As NGI sources had predicted, late declines in Monday’s swing trading were a strong indicator that the cold weather-induced price spikes that began the week had little staying power. Sure enough, quotes Tuesday ranged from flat to down about a quarter in deals covering through the end of the month.

Tuesday’s severe cold was probably the most pervasive so far in the young heating season, but some moderation was predicted for Wednesday, particularly in the South and in lower sections of the Midwest/Midcontinent and Northeast. However, the Pacific Northwest and upper reaches of the Rockies will continue to experience freezing conditions and snow for a while longer, making holiday travel in the region a challenge.

Despite overall softness, prices were making strong gains in late deals Tuesday, said a producer who pointed out that Henry Hub wound up the day as high as the $4.60s after starting in the $4.30s. As a result, he expects expect first-only prices to be very strong Wednesday, noting that they will cover a weekday flow period and not be subject to the demand slump associated with a longer-than-usual holiday weekend. The expiration-day surge of December futures (up 17.8 cents) also provides a firm foundation for first-of-month swing gas, the producer observed.
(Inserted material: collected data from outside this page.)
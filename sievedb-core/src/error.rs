//! Error types for SieveDB operations.

use thiserror::Error;

use crate::arena::Handle;

/// Result type alias using SieveDB's Error type.
pub type Result<T> = std::result::Result<T, Error>;

/// Errors that can occur during SieveDB operations.
#[derive(Debug, Error)]
pub enum Error {
    /// Identifier does not fit the bitset geometry.
    #[error("uid {uid} out of range: limit is {limit}")]
    UidOutOfRange { uid: u32, limit: u32 },

    /// Attribute value longer than the dictionary accepts.
    #[error("value too long: {len} bytes, max {max}")]
    ValueTooLong { len: usize, max: usize },

    /// Empty string passed where a concrete value is required.
    #[error("empty value not allowed")]
    EmptyValue,

    /// The arena has no free slot left.
    #[error("arena exhausted: all {capacity} slots in use")]
    ArenaExhausted { capacity: usize },

    /// Handle refers to a slot that was retired or reused.
    #[error("stale handle: {0:?}")]
    StaleHandle(Handle),

    /// Value is already owned by another record.
    #[error("value {value:?} already claimed by uid {owner}")]
    AlreadyClaimed { value: String, owner: u32 },

    /// Configuration values are inconsistent.
    #[error("invalid config: {0}")]
    InvalidConfig(String),

    /// Configuration could not be read or parsed.
    #[error("config error: {0}")]
    ConfigError(String),
}

#[cfg(test)]
mod tests {
    use super::*;

    #[test]
    fn test_error_display() {
        let err = Error::UidOutOfRange {
            uid: 3_000_000,
            limit: 2_097_152,
        };
        assert_eq!(
            err.to_string(),
            "uid 3000000 out of range: limit is 2097152"
        );

        let err = Error::AlreadyClaimed {
            value: "a@b.c".to_string(),
            owner: 7,
        };
        assert_eq!(err.to_string(), "value \"a@b.c\" already claimed by uid 7");
    }
}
An end-user who usually shuns the daily market said he had to sell a small package on Sonat due to end-of-month balancing requirements.

A marketer said there were no problems in handling the potentially variable loads over the course of five-day deals. People knew the situation was coming up and thus all her customers were prepared to adjust as needed with storage.

Wednesday’s storage report from the Energy Information Administration likely will have much less impact on trading psychology than usual. Not only do most prior expectations center around an unchanged inventory (that is, little or no injection or withdrawal), but the rush to leave early for the Thanksgiving weekend — along with those already on holiday — will leave few in the office to reflect on the report’s significance, one source said.

Swing numbers for the end of November may have been retreating, but bidweek prices continued to advance a bit Tuesday as virtually all remaining December business got wrapped up. The burst of cold weather this week may have influenced many traders to avoid entering the month in short supply positions and thus they were making extra purchases Tuesday that might not have gotten done in milder conditions, a marketer suggested.

Saying he hated to do it, an industrial buyer reported paying larger than usual premiums to index in several deals. His Chicago citygates got as high as the NGI index plus 6 cents, he said. “It was an extremely difficult bidweek because so many people wanted to finish early,” which probably contributed to the strength of index premiums, especially in post-weekend trading, he added.